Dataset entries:
#####

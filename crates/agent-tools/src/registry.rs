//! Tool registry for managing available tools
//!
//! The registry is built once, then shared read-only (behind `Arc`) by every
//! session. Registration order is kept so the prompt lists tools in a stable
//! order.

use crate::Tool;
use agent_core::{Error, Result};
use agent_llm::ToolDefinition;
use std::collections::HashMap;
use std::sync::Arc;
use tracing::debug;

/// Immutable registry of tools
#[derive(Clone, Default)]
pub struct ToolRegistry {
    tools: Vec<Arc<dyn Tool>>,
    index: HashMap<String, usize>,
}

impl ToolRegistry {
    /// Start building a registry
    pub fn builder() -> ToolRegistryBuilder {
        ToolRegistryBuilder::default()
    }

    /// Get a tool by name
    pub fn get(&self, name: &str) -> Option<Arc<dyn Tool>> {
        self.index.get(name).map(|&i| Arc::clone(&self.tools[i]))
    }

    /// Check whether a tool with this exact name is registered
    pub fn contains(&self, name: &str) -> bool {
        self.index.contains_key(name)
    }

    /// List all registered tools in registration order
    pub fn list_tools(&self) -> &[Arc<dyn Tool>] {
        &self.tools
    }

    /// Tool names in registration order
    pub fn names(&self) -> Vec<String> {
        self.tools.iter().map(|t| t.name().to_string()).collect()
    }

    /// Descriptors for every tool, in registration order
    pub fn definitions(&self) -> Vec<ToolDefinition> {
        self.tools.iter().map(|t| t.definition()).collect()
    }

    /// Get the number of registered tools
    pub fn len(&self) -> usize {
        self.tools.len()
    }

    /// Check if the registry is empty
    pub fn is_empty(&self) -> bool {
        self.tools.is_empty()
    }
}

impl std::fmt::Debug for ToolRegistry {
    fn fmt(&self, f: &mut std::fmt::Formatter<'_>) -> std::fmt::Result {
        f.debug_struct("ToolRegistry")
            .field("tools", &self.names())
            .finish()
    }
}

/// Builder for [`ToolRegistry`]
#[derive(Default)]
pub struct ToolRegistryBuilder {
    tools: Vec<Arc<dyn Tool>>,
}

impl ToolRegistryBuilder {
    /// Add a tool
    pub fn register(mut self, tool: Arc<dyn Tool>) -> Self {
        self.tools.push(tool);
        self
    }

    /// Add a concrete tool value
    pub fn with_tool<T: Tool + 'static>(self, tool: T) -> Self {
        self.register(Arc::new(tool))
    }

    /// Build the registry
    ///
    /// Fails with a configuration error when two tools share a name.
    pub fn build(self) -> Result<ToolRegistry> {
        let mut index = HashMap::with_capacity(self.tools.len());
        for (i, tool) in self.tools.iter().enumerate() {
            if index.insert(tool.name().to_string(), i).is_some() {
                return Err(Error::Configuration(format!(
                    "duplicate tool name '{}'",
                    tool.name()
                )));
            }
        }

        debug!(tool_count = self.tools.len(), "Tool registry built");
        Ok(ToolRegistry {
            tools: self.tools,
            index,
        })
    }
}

#####

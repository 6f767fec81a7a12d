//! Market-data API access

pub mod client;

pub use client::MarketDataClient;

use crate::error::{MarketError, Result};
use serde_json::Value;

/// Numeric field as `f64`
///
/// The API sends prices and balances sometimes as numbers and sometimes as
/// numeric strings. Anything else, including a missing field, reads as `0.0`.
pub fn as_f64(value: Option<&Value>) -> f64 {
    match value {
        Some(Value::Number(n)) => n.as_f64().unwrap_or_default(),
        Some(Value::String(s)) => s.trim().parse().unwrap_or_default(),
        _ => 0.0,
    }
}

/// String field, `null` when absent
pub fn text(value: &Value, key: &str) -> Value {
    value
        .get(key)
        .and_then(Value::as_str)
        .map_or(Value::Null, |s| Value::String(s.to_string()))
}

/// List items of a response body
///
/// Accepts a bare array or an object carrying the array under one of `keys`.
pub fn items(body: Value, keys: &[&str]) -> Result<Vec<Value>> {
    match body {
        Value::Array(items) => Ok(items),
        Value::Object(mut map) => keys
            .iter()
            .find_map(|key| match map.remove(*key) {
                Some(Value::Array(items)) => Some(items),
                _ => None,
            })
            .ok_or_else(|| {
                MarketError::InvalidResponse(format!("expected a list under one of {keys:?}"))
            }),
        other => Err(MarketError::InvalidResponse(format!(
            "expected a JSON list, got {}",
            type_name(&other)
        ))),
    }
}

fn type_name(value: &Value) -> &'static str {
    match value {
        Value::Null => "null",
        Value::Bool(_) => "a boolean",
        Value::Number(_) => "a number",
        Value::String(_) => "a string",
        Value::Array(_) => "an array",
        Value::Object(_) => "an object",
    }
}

#####

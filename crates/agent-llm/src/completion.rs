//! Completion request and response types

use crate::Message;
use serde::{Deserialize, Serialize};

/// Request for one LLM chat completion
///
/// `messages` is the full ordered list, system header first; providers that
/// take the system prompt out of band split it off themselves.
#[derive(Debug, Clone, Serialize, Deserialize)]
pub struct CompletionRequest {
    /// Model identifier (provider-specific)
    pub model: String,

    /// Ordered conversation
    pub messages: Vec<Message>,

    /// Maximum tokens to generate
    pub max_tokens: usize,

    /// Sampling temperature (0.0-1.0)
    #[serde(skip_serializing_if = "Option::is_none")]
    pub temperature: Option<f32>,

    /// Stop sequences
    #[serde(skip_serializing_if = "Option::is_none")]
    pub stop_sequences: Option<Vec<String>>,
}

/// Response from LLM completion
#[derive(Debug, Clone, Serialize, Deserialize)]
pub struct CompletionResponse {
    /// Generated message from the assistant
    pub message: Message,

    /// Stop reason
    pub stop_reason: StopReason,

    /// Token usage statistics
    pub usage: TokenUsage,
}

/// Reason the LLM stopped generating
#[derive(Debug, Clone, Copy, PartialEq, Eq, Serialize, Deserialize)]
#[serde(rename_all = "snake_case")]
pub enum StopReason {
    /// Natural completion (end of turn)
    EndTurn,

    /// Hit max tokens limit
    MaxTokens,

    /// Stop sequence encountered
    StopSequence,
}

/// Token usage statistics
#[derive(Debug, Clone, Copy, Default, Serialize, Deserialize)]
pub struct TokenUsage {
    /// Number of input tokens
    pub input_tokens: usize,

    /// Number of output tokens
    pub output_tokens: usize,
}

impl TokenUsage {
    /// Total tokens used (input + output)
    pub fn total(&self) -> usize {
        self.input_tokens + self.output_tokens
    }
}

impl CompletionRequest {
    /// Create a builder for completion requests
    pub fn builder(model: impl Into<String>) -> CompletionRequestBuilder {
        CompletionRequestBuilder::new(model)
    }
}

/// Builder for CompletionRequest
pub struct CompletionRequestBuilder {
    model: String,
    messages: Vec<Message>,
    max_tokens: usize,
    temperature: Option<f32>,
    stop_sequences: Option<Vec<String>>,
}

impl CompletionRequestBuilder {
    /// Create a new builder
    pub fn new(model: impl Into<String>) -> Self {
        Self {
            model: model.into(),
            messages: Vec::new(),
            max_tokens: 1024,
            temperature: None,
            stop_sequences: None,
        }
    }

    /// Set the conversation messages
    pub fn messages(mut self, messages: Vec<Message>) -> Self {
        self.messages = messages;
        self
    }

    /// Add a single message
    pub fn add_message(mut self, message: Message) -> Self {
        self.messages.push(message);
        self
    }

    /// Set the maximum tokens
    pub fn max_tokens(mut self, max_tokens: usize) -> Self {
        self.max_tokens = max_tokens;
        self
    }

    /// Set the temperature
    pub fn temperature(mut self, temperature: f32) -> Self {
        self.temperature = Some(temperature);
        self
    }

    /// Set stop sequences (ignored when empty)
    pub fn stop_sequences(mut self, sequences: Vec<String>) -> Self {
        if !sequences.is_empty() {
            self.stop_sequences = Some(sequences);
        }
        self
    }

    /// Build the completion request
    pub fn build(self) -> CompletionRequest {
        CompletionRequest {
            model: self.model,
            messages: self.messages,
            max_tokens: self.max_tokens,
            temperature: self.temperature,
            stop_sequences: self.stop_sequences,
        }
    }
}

#####

■ Exercise objective:
Count the lines of the entries above that contain the word "TokenUsage" and give only the number.

■ Response to this task:
3